Black Diamond Equipment Alpine FLZ Trekking Poles Review
I was reluctant to adopt trekking poles, relegating them to retirement age status and unnecessary weight. I also felt that toting them when unused would be cumbersome and stowing them a waste of valuable pack space.
After several turned ankles during trail running and loaded training hikes, I finally started utilizing them but only for training, figuring that I still wouldn’t deem poles worthy during attempts on lofty climbing or hiking goals. Again, tweaked ankles, scary river crossings, and unstable scree slopes finally convinced me to try trekking poles during an alpine climbing trip, and I’ve never looked back.
Trekking poles offer several performance benefits:
Spreads the load to the upper body, during both uphill and downhill hiking, saving energy expenditure by the lower body
Particularly useful in descending steep sections; spreads workload, absorbs shock, provides security
Provides security during river crossings and slippery conditions (snow, ice, mud, wet rocks, etc.)
Can prevent falling or twisting injuries
Can be used to probe potentially insecure footing before committing
Can be used as a “bearing” for ropework in rescue and other scenarios
Can be used as tent anchors/poles
Can be used for splinting in orthopedic emergencies
Delaying fatigue in the legs and providing security in a myriad of situations are reasons enough for me to put trekking poles on the gear list for any objective that involves even slightly challenging terrain. Poles that break apart into sections for storage inside the pack are preferable; poles lashed to the outside of the pack can fall out and get hung up on obstacles. Low weight is desirable but only if reliability and durability remain intact. Black Diamond Equipment’s Alpine FLZ Trekking Poles meet all these demands.
The Alpine FLZ Trekking Poles ($150 MSRP) have three aluminum sections that fold to stow inside the pack easily. When terrain dictates, deployment is quick and simple via the ingenious Z Pole Technology. An internal Kevlar cord connects all the sections; extending the section below the grip tensions the cord, allowing Speed Cones to guide the sections together and a metal snap button locks it all in place. A FlickLock Pro system allows the total length of the pole to be adjusted. Watch this system in action here.
Carbon poles can be lighter, but the aluminum construction of the Alpine FLZ Trekking Poles is more resistant to surface damage and worry-free. Carbon poles can be nicked on rocks, potentially creating a failure point. The cork grips are comfortable with both gloved and bare hands, and the EVA foam grip extension provides a cushioned grasp when choking up on sloped traverses. The tops of the grips are dual density polymer and shaped well for palming on descents. The wrist straps are made of breathable materials and anchored very securely to the grips. The carbide tipped poles (rubber tips available) accept both trekking and powder baskets, making them a multi-season, multisport crossover candidate.
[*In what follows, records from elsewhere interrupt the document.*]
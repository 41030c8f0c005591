//! Status - 実行状況のスナップショット

use std::collections::HashMap;

use chrono::{DateTime, Utc};
use serde::{Deserialize, Serialize};

use crate::domain::{AnalysisTask, Document, DocumentId, TaskId, TaskStatus};
use crate::queue::QueueStatus;

/// Number of task summaries included in a status snapshot.
pub const RECENT_TASK_LIMIT: usize = 10;

/// One recently updated task, joined with its document's name.
#[derive(Debug, Clone, PartialEq, Serialize, Deserialize)]
pub struct TaskSummary {
    pub id: TaskId,
    pub document_id: DocumentId,
    pub document_name: Option<String>,
    pub document_slug: Option<String>,
    pub status: TaskStatus,
    pub progress: u8,
    pub started_at: Option<DateTime<Utc>>,
    pub completed_at: Option<DateTime<Utc>>,
    pub updated_at: DateTime<Utc>,
    pub error: Option<String>,
}

impl TaskSummary {
    pub fn new(task: AnalysisTask, document: Option<&Document>) -> Self {
        Self {
            id: task.id,
            document_id: task.document_id,
            document_name: document.map(|d| d.name.clone()),
            document_slug: document.map(|d| d.slug.clone()),
            status: task.status,
            progress: task.progress,
            started_at: task.started_at,
            completed_at: task.completed_at,
            updated_at: task.updated_at,
            error: task.error,
        }
    }
}

/// Aggregate counts plus the most recently updated tasks.
#[derive(Debug, Clone, PartialEq, Serialize, Deserialize)]
pub struct RunStatus {
    pub status: QueueStatus,
    pub running: bool,
    pub active_workers: usize,
    pub recent_tasks: Vec<TaskSummary>,
}

pub(crate) fn summarize(tasks: Vec<AnalysisTask>, documents: &[Document]) -> Vec<TaskSummary> {
    let by_id: HashMap<DocumentId, &Document> = documents.iter().map(|d| (d.id, d)).collect();
    tasks
        .into_iter()
        .map(|task| {
            let document = by_id.get(&task.document_id).copied();
            TaskSummary::new(task, document)
        })
        .collect()
}
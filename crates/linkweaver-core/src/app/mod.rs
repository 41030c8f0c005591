//! App - アプリケーション層
//!
//! このモジュールは、キュー・ストア・アンカリングを組み合わせて
//! 外部向けの操作を提供します。
//!
//! # 主要コンポーネント
//! - **LinkService**: 実行開始（冪等）、状況確認、候補のレビュー、書き出し
//! - **RunStatus**: 件数・進捗・最近更新されたタスク

pub mod service;
pub mod status;

// 主要な型を再エクスポート
pub use self::service::{
    ControlError, DEFAULT_HREF_PREFIX, LinkService, RenderedDocument, StartOutcome,
};
pub use self::status::{RECENT_TASK_LIMIT, RunStatus, TaskSummary};
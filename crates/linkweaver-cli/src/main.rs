//! linkweaver - 文書間の意味的リンク候補を見つけ、レビューし、書き出す CLI
//!
//! # Commands
//! - `import`: JSON のコーパスを取り込む
//! - `analyze`: 全文書を再分析する（ワーカープールを起動して完了まで待つ）
//! - `status`: 直近の実行状況
//! - `links` / `review` / `approve-high-confidence`: 候補の一覧とレビュー
//! - `preview` / `export`: 承認済みリンクを反映した本文

mod classifier;
mod corpus;

use std::path::PathBuf;
use std::sync::Arc;
use std::time::Duration;

use anyhow::{Context, Result, bail};
use async_trait::async_trait;
use clap::{Parser, Subcommand};
use serde::Serialize;
use tokio::signal;
use tracing::{info, warn};
use tracing_subscriber::{EnvFilter, layer::SubscriberExt, util::SubscriberInitExt};

use linkweaver_core::analyzer::{AnalyzerConfig, DocumentRelationAnalyzer};
use linkweaver_core::app::{DEFAULT_HREF_PREFIX, LinkService};
use linkweaver_core::domain::{
    Classification, ClassificationRequest, DocumentId, LinkFilter, LinkId, LinkStatus,
};
use linkweaver_core::ports::{
    Classifier, ClassifyError, Clock, DocumentStore, Store, SystemClock, UlidGenerator,
};
use linkweaver_core::queue::{AnalysisQueue, PoolConfig};
use linkweaver_sqlite::SqliteStore;

use crate::classifier::{DEFAULT_API_URL, DEFAULT_MODEL, MessagesClassifier, MessagesConfig};

const DEFAULT_DATABASE_URL: &str = "sqlite://linkweaver.db?mode=rwc";

#[derive(Parser, Debug)]
#[command(name = "linkweaver")]
#[command(about = "Discover, review and apply semantic links between documents")]
#[command(version, propagate_version = true)]
struct Cli {
    /// SQLite database holding documents, tasks and link candidates
    #[arg(long, env = "LINKWEAVER_DATABASE_URL", default_value = DEFAULT_DATABASE_URL)]
    database_url: String,

    /// Address prefix for anchors (`{prefix}{slug}`)
    #[arg(long, env = "LINKWEAVER_HREF_PREFIX", default_value = DEFAULT_HREF_PREFIX)]
    href_prefix: String,

    #[command(flatten)]
    classifier: ClassifierArgs,

    #[command(subcommand)]
    command: Command,
}

#[derive(clap::Args, Debug)]
struct ClassifierArgs {
    /// API key for the classification endpoint (required by `analyze`)
    #[arg(long, env = "ANTHROPIC_API_KEY", hide_env_values = true)]
    api_key: Option<String>,

    #[arg(long, env = "LINKWEAVER_MODEL", default_value = DEFAULT_MODEL)]
    model: String,

    #[arg(long, env = "LINKWEAVER_API_URL", default_value = DEFAULT_API_URL)]
    api_url: String,
}

#[derive(Subcommand, Debug)]
enum Command {
    /// Import documents from a JSON array of {id, name, slug?, content?}
    Import { path: PathBuf },

    /// Re-analyze every document; previous tasks and candidates are discarded
    Analyze {
        /// Concurrent workers (defaults to LINKWEAVER_WORKERS or 10)
        #[arg(long)]
        workers: Option<usize>,
    },

    /// Show task counts and the most recently updated tasks
    Status,

    /// List link candidates
    Links {
        /// Only candidates where this document is source or target
        #[arg(long)]
        document: Option<i64>,

        /// pending, approved or rejected
        #[arg(long)]
        status: Option<LinkStatus>,
    },

    /// Set the review status of one or more candidates
    Review {
        #[arg(required = true)]
        ids: Vec<LinkId>,

        /// pending, approved or rejected
        #[arg(long)]
        status: LinkStatus,

        /// Reviewer name (defaults to "user")
        #[arg(long)]
        by: Option<String>,
    },

    /// Approve every pending candidate with confidence >= 85
    ApproveHighConfidence {
        #[arg(long)]
        by: Option<String>,
    },

    /// Print one document with approved and pending spans highlighted
    Preview { document: i64 },

    /// Write every document with its approved links applied, as JSON
    Export {
        /// Output file (stdout when omitted)
        #[arg(long)]
        out: Option<PathBuf>,
    },
}

#[tokio::main]
async fn main() -> Result<()> {
    tracing_subscriber::registry()
        .with(EnvFilter::try_from_default_env().unwrap_or_else(|_| "linkweaver=info".into()))
        .with(tracing_subscriber::fmt::layer().with_writer(std::io::stderr))
        .init();

    let cli = Cli::parse();

    let store: Arc<dyn Store> = Arc::new(
        SqliteStore::connect(&cli.database_url)
            .await
            .with_context(|| format!("failed to open database {}", cli.database_url))?,
    );
    let clock: Arc<dyn Clock> = Arc::new(SystemClock);

    let (classifier, pool): (Arc<dyn Classifier>, PoolConfig) = match &cli.command {
        Command::Analyze { workers } => {
            let mut pool = PoolConfig::from_env();
            if let Some(workers) = *workers {
                pool = pool.with_workers(workers);
            }
            (messages_classifier(&cli.classifier)?, pool)
        }
        _ => (Arc::new(Unconfigured), PoolConfig::default()),
    };
    let service = build_service(&store, &clock, classifier, pool, &cli.href_prefix);

    match cli.command {
        Command::Import { path } => {
            let records = corpus::read_corpus(&path)?;
            let count = records.len();
            for record in records {
                store
                    .upsert_document(record.into_document(clock.now()))
                    .await
                    .context("failed to store document")?;
            }
            info!(count, path = %path.display(), "corpus imported");
        }

        Command::Analyze { .. } => {
            let queue = service.queue().clone();
            tokio::spawn(async move {
                if signal::ctrl_c().await.is_ok() {
                    warn!("interrupt received, finishing in-flight tasks");
                    queue.stop();
                }
            });

            let Some(report) = service
                .run_to_completion()
                .await
                .context("failed to start analysis")?
            else {
                bail!("an analysis run is already in progress");
            };
            info!(
                processed = report.processed,
                failed = report.failed,
                lost_claims = report.lost_claims,
                "analysis finished"
            );
            print_json(&service.run_status().await?.status)?;
        }

        Command::Status => print_json(&service.run_status().await?)?,

        Command::Links { document, status } => {
            let filter = LinkFilter {
                document_id: document.map(DocumentId),
                status,
            };
            print_json(&service.list_links(&filter).await?)?;
        }

        Command::Review { ids, status, by } => {
            let updated = service.review_links(&ids, status, by.as_deref()).await?;
            if updated < ids.len() {
                warn!(requested = ids.len(), updated, "some link ids were not found");
            }
            println!("{updated}");
        }

        Command::ApproveHighConfidence { by } => {
            let approved = service.approve_high_confidence(by.as_deref()).await?;
            println!("{approved}");
        }

        Command::Preview { document } => {
            let rendered = service.preview_document(DocumentId(document)).await?;
            println!("{}", rendered.content.unwrap_or_default());
        }

        Command::Export { out } => {
            let documents = service.export_documents().await?;
            let json = serde_json::to_string_pretty(&documents)?;
            match out {
                Some(path) => {
                    std::fs::write(&path, json)
                        .with_context(|| format!("failed to write {}", path.display()))?;
                    info!(count = documents.len(), path = %path.display(), "documents exported");
                }
                None => println!("{json}"),
            }
        }
    }

    Ok(())
}

fn build_service(
    store: &Arc<dyn Store>,
    clock: &Arc<dyn Clock>,
    classifier: Arc<dyn Classifier>,
    pool: PoolConfig,
    href_prefix: &str,
) -> LinkService {
    let analyzer = DocumentRelationAnalyzer::new(
        store.clone(),
        classifier,
        clock.clone(),
        Arc::new(UlidGenerator::new(SystemClock)),
    )
    .with_config(AnalyzerConfig::from_env());

    let queue = AnalysisQueue::new(
        store.clone(),
        Arc::new(analyzer),
        clock.clone(),
        Arc::new(UlidGenerator::new(SystemClock)),
        pool,
    );

    LinkService::new(store.clone(), queue, clock.clone()).with_href_prefix(href_prefix)
}

fn messages_classifier(args: &ClassifierArgs) -> Result<Arc<dyn Classifier>> {
    let api_key = args
        .api_key
        .clone()
        .filter(|k| !k.is_empty())
        .context("ANTHROPIC_API_KEY (or --api-key) is required for analyze")?;
    let timeout = AnalyzerConfig::from_env().classify_timeout;

    let classifier = MessagesClassifier::new(MessagesConfig {
        api_url: args.api_url.clone(),
        api_key,
        model: args.model.clone(),
        // the analyzer's own per-pair timeout is the one that counts
        request_timeout: timeout + Duration::from_secs(5),
    })
    .context("failed to build HTTP client")?;
    Ok(Arc::new(classifier))
}

/// Stands in for the classifier on commands that never analyze.
struct Unconfigured;

#[async_trait]
impl Classifier for Unconfigured {
    async fn classify(
        &self,
        _request: ClassificationRequest<'_>,
    ) -> Result<Classification, ClassifyError> {
        Err(ClassifyError::Request("no classifier configured".into()))
    }
}

fn print_json<T: Serialize>(value: &T) -> Result<()> {
    println!("{}", serde_json::to_string_pretty(value)?);
    Ok(())
}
I tested the poles rigorously during a successful summit of Mount Baker in Washington via the North Ridge, done as a grade V carry over. This style of ascent gave me five days to use the poles in various conditions. They got abused throughout the steep wooded approach to the glacier, during glacier travel to the sheer sections of the route, and again on the descent down the other side. They also acted as tent guy line anchors and as a rope “bearing” during crevasse rescue training.
The poles performed admirably, warding off banging into boulders and stabbing into harder neve. I heavily loaded the poles on the approach when the packs were fullest and again on the descent when my legs were extremely fatigued. The poles were constantly used to probe for crevasse edges while crossing glaciers. The aluminum construction provided confidence; I didn’t have to worry about sudden failures that are prone to damaged carbon (aluminum tends to bend first.) The Z Pole Technology worked as advertised; folding the poles up when the ice pitches started was quick and easy as was deploying them after summitting. The lack of threaded expansion cones assured against slipping under load or losing small pieces. There was a hint of movement at the lower joint of the section below the grip. This section is what slides to tension the pole together and houses the FlickLock length adjusting mechanism; the other section joints were rock solid. The movement was just noticeable and didn’t detract from performance. I chose to remove the wrist straps as I found them uncomfortable when the going was steep and time-consuming to manage.
Saving the legs, providing security and potentially avoiding injury are all reasons to give trekking poles a try, and the Black Diamond Equipment Alpine FLZ Trekking Poles are worth a look. The Z Pole Technology works great, and the aluminum shafts promise longevity. They are adjustable in length, comfortable on the hands, and their weight is respectable considering all these features.
Available in 95cm – 110cm (1 pound, 2 ounces per pair), 105cm – 125cm (1 pound, 3 ounces), and 120cm – 140cm (1 pound, 3 ounces) lengths.